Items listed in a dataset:
+++++

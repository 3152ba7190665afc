use log::{ debug, info };
use serde::{ Deserialize, Serialize };
use std::fs;
use std::path::{ Path, PathBuf };
use std::time::Duration;
use thiserror::Error;

/// Config file picked up from the working directory when `--config` is not given
pub const DEFAULT_CONFIG_FILENAME: &str = "mcftest.yaml";

/// Overrides `tools.bin_dir`
pub const BIN_DIR_ENV_VAR: &str = "MCRL2_BIN_DIR";

/// Where the macOS app bundle installs the mCRL2 command line tools
pub const MACOS_APP_BIN_DIR: &str = "/Applications/mCRL2.app/Contents/bin";

#[derive(Debug, Error)]
pub enum ConfigError {
    #[error("Failed to read config file: {0}")]
    FileReadError(#[from] std::io::Error),

    #[error("Failed to parse config file: {0}")]
    ParseError(#[from] serde_yaml::Error),

    #[error("Invalid value for `{key}`: {message}")]
    InvalidValue { key: String, message: String },
}

/// Configuration for the harness
#[derive(Debug, Serialize, Deserialize, Clone, PartialEq)]
#[serde(default)]
pub struct HarnessConfig {
    /// Behavioral template every trace is spliced into
    pub template: PathBuf,

    /// Directory scanned for `*.mcf` and `*.mcf-pc` files
    pub properties_dir: PathBuf,

    /// Maximum number of concurrent checker invocations (defaults to the
    /// available parallelism)
    pub jobs: Option<usize>,

    /// External tool settings
    pub tools: ToolsConfig,
}

/// Configuration for the external mCRL2 tools
#[derive(Debug, Serialize, Deserialize, Clone, PartialEq)]
#[serde(default)]
pub struct ToolsConfig {
    /// Directory holding the tool binaries; `PATH` lookup when unset
    pub bin_dir: Option<PathBuf>,
    pub mcrl22lps: String,
    pub lps2pbes: String,
    pub pbessolve: String,
    /// Per tool invocation
    pub timeout_secs: u64,
}

impl Default for HarnessConfig {
    fn default() -> Self {
        Self {
            template: PathBuf::from("test-template.mcrl2"),
            properties_dir: PathBuf::from("properties"),
            jobs: None,
            tools: ToolsConfig::default(),
        }
    }
}

impl Default for ToolsConfig {
    fn default() -> Self {
        Self {
            bin_dir: None,
            mcrl22lps: "mcrl22lps".to_string(),
            lps2pbes: "lps2pbes".to_string(),
            pbessolve: "pbessolve".to_string(),
            timeout_secs: 120,
        }
    }
}

impl HarnessConfig {
    /// Load configuration from a YAML file
    pub fn from_file(path: &Path) -> Result<Self, ConfigError> {
        let contents = fs::read_to_string(path)?;
        let config: HarnessConfig = serde_yaml::from_str(&contents)?;
        config.validate()?;
        Ok(config)
    }

    /// Load the explicit config file, or `mcftest.yaml` if present, or defaults.
    /// Environment overrides are applied afterwards.
    pub fn load(explicit: Option<&Path>) -> Result<Self, ConfigError> {
        let mut config = match explicit {
            Some(path) => {
                info!("Loading configuration from {}", path.display());
                Self::from_file(path)?
            }
            None if Path::new(DEFAULT_CONFIG_FILENAME).is_file() => {
                info!("Loading configuration from {}", DEFAULT_CONFIG_FILENAME);
                Self::from_file(Path::new(DEFAULT_CONFIG_FILENAME))?
            }
            None => {
                debug!("No configuration file, using defaults");
                Self::default()
            }
        };
        config.apply_env(|key| std::env::var(key).ok());
        Ok(config)
    }

    /// Apply environment overrides through `lookup`
    pub fn apply_env<F>(&mut self, lookup: F) where F: Fn(&str) -> Option<String> {
        if let Some(dir) = lookup(BIN_DIR_ENV_VAR).filter(|d| !d.trim().is_empty()) {
            debug!("{} overrides tool directory: {}", BIN_DIR_ENV_VAR, dir);
            self.tools.bin_dir = Some(PathBuf::from(dir));
        }
    }

    pub fn validate(&self) -> Result<(), ConfigError> {
        if self.jobs == Some(0) {
            return Err(ConfigError::InvalidValue {
                key: "jobs".to_string(),
                message: "must be at least 1".to_string(),
            });
        }
        if self.tools.timeout_secs == 0 {
            return Err(ConfigError::InvalidValue {
                key: "tools.timeout_secs".to_string(),
                message: "must be at least 1".to_string(),
            });
        }
        Ok(())
    }

    /// Effective worker pool size
    pub fn jobs(&self) -> usize {
        self.jobs.unwrap_or_else(|| {
            std::thread::available_parallelism()
                .map(|n| n.get())
                .unwrap_or(1)
        })
    }
}

impl ToolsConfig {
    pub fn timeout(&self) -> Duration {
        Duration::from_secs(self.timeout_secs)
    }

    /// Directory to resolve tool names against, if any
    pub fn effective_bin_dir(&self) -> Option<PathBuf> {
        match &self.bin_dir {
            Some(dir) => Some(dir.clone()),
            None => {
                let app_dir = Path::new(MACOS_APP_BIN_DIR);
                if app_dir.is_dir() { Some(app_dir.to_path_buf()) } else { None }
            }
        }
    }

    /// Path (or bare name for `PATH` lookup) of a tool
    pub fn resolve(&self, tool: &str) -> PathBuf {
        match self.effective_bin_dir() {
            Some(dir) => dir.join(tool),
            None => PathBuf::from(tool),
        }
    }
}
use crate::models::model::{ Model, Template };
use crate::models::trace::Trace;

/// mCRL2 process that performs no action at all
pub const EMPTY_PROCESS: &str = "delta";

/// The `init` process for a trace: its actions in sequence, then nothing.
///
/// No loop and no trailing behavior is added, so `a.b` and `a.b.c` give
/// models with different behavior.
pub fn init_process(trace: &Trace) -> String {
    if trace.is_empty() {
        return EMPTY_PROCESS.to_string();
    }
    trace.actions().join(" . ")
}

/// Splice a trace into a template, producing a checkable model
pub fn instantiate(template: &Template, trace: &Trace) -> Model {
    let mut text = String::with_capacity(template.text.len() + 16 + trace.len() * 8);
    text.push_str(&template.text);
    if !text.ends_with('\n') {
        text.push('\n');
    }
    text.push_str(&format!("init {};\n", init_process(trace)));
    Model { text, trace: trace.clone() }
}
pub mod check;
pub mod list;
pub mod run;

use std::path::Path;

use crate::config::HarnessConfig;
use crate::harness::SuiteSource;

/// The single file when given, otherwise the configured properties directory
pub fn suite_source(config: &HarnessConfig, file: Option<&Path>) -> SuiteSource {
    match file {
        Some(path) => SuiteSource::File(path.to_path_buf()),
        None => SuiteSource::Directory(config.properties_dir.clone()),
    }
}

+++++

▶ **What this task involves**: Write all the records out again. Nothing may differ from the original.

▶ **Result for this exercise**:
repository 3152ba7190665afc
use log::{ debug, info };
use serde::{ Deserialize, Serialize };
use std::fs;
use std::path::{ Path, PathBuf };
use std::time::Duration;
use thiserror::Error;

/// Config file picked up from the working directory when `--config` is not given
pub const DEFAULT_CONFIG_FILENAME: &str = "mcftest.yaml";

/// Overrides `tools.bin_dir`
pub const BIN_DIR_ENV_VAR: &str = "MCRL2_BIN_DIR";

/// Where the macOS app bundle installs the mCRL2 command line tools
pub const MACOS_APP_BIN_DIR: &str = "/Applications/mCRL2.app/Contents/bin";

#[derive(Debug, Error)]
pub enum ConfigError {
    #[error("Failed to read config file: {0}")]
    FileReadError(#[from] std::io::Error),

    #[error("Failed to parse config file: {0}")]
    ParseError(#[from] serde_yaml::Error),

    #[error("Invalid value for `{key}`: {message}")]
    InvalidValue { key: String, message: String },
}

/// Configuration for the harness
#[derive(Debug, Serialize, Deserialize, Clone, PartialEq)]
#[serde(default)]
pub struct HarnessConfig {
    /// Behavioral template every trace is spliced into
    pub template: PathBuf,

    /// Directory scanned for `*.mcf` and `*.mcf-pc` files
    pub properties_dir: PathBuf,

    /// Maximum number of concurrent checker invocations (defaults to the
    /// available parallelism)
    pub jobs: Option<usize>,

    /// External tool settings
    pub tools: ToolsConfig,
}

/// Configuration for the external mCRL2 tools
#[derive(Debug, Serialize, Deserialize, Clone, PartialEq)]
#[serde(default)]
pub struct ToolsConfig {
    /// Directory holding the tool binaries; `PATH` lookup when unset
    pub bin_dir: Option<PathBuf>,
    pub mcrl22lps: String,
    pub lps2pbes: String,
    pub pbessolve: String,
    /// Per tool invocation
    pub timeout_secs: u64,
}

impl Default for HarnessConfig {
    fn default() -> Self {
        Self {
            template: PathBuf::from("test-template.mcrl2"),
            properties_dir: PathBuf::from("properties"),
            jobs: None,
            tools: ToolsConfig::default(),
        }
    }
}

impl Default for ToolsConfig {
    fn default() -> Self {
        Self {
            bin_dir: None,
            mcrl22lps: "mcrl22lps".to_string(),
            lps2pbes: "lps2pbes".to_string(),
            pbessolve: "pbessolve".to_string(),
            timeout_secs: 120,
        }
    }
}

impl HarnessConfig {
    /// Load configuration from a YAML file
    pub fn from_file(path: &Path) -> Result<Self, ConfigError> {
        let contents = fs::read_to_string(path)?;
        let config: HarnessConfig = serde_yaml::from_str(&contents)?;
        config.validate()?;
        Ok(config)
    }

    /// Load the explicit config file, or `mcftest.yaml` if present, or defaults.
    /// Environment overrides are applied afterwards.
    pub fn load(explicit: Option<&Path>) -> Result<Self, ConfigError> {
        let mut config = match explicit {
            Some(path) => {
                info!("Loading configuration from {}", path.display());
                Self::from_file(path)?
            }
            None if Path::new(DEFAULT_CONFIG_FILENAME).is_file() => {
                info!("Loading configuration from {}", DEFAULT_CONFIG_FILENAME);
                Self::from_file(Path::new(DEFAULT_CONFIG_FILENAME))?
            }
            None => {
                debug!("No configuration file, using defaults");
                Self::default()
            }
        };
        config.apply_env(|key| std::env::var(key).ok());
        Ok(config)
    }

    /// Apply environment overrides through `lookup`
    pub fn apply_env<F>(&mut self, lookup: F) where F: Fn(&str) -> Option<String> {
        if let Some(dir) = lookup(BIN_DIR_ENV_VAR).filter(|d| !d.trim().is_empty()) {
            debug!("{} overrides tool directory: {}", BIN_DIR_ENV_VAR, dir);
            self.tools.bin_dir = Some(PathBuf::from(dir));
        }
    }

    pub fn validate(&self) -> Result<(), ConfigError> {
        if self.jobs == Some(0) {
            return Err(ConfigError::InvalidValue {
                key: "jobs".to_string(),
                message: "must be at least 1".to_string(),
            });
        }
        if self.tools.timeout_secs == 0 {
            return Err(ConfigError::InvalidValue {
                key: "tools.timeout_secs".to_string(),
                message: "must be at least 1".to_string(),
            });
        }
        Ok(())
    }

    /// Effective worker pool size
    pub fn jobs(&self) -> usize {
        self.jobs.unwrap_or_else(|| {
            std::thread::available_parallelism()
                .map(|n| n.get())
                .unwrap_or(1)
        })
    }
}

impl ToolsConfig {
    pub fn timeout(&self) -> Duration {
        Duration::from_secs(self.timeout_secs)
    }

    /// Directory to resolve tool names against, if any
    pub fn effective_bin_dir(&self) -> Option<PathBuf> {
        match &self.bin_dir {
            Some(dir) => Some(dir.clone()),
            None => {
                let app_dir = Path::new(MACOS_APP_BIN_DIR);
                if app_dir.is_dir() { Some(app_dir.to_path_buf()) } else { None }
            }
        }
    }

    /// Path (or bare name for `PATH` lookup) of a tool
    pub fn resolve(&self, tool: &str) -> PathBuf {
        match self.effective_bin_dir() {
            Some(dir) => dir.join(tool),
            None => PathBuf::from(tool),
        }
    }
}
use crate::models::model::{ Model, Template };
use crate::models::trace::Trace;

/// mCRL2 process that performs no action at all
pub const EMPTY_PROCESS: &str = "delta";

/// The `init` process for a trace: its actions in sequence, then nothing.
///
/// No loop and no trailing behavior is added, so `a.b` and `a.b.c` give
/// models with different behavior.
pub fn init_process(trace: &Trace) -> String {
    if trace.is_empty() {
        return EMPTY_PROCESS.to_string();
    }
    trace.actions().join(" . ")
}

/// Splice a trace into a template, producing a checkable model
pub fn instantiate(template: &Template, trace: &Trace) -> Model {
    let mut text = String::with_capacity(template.text.len() + 16 + trace.len() * 8);
    text.push_str(&template.text);
    if !text.ends_with('\n') {
        text.push('\n');
    }
    text.push_str(&format!("init {};\n", init_process(trace)));
    Model { text, trace: trace.clone() }
}
pub mod check;
pub mod list;
pub mod run;

use std::path::Path;

use crate::config::HarnessConfig;
use crate::harness::SuiteSource;

/// The single file when given, otherwise the configured properties directory
pub fn suite_source(config: &HarnessConfig, file: Option<&Path>) -> SuiteSource {
    match file {
        Some(path) => SuiteSource::File(path.to_path_buf()),
        None => SuiteSource::Directory(config.properties_dir.clone()),
    }
}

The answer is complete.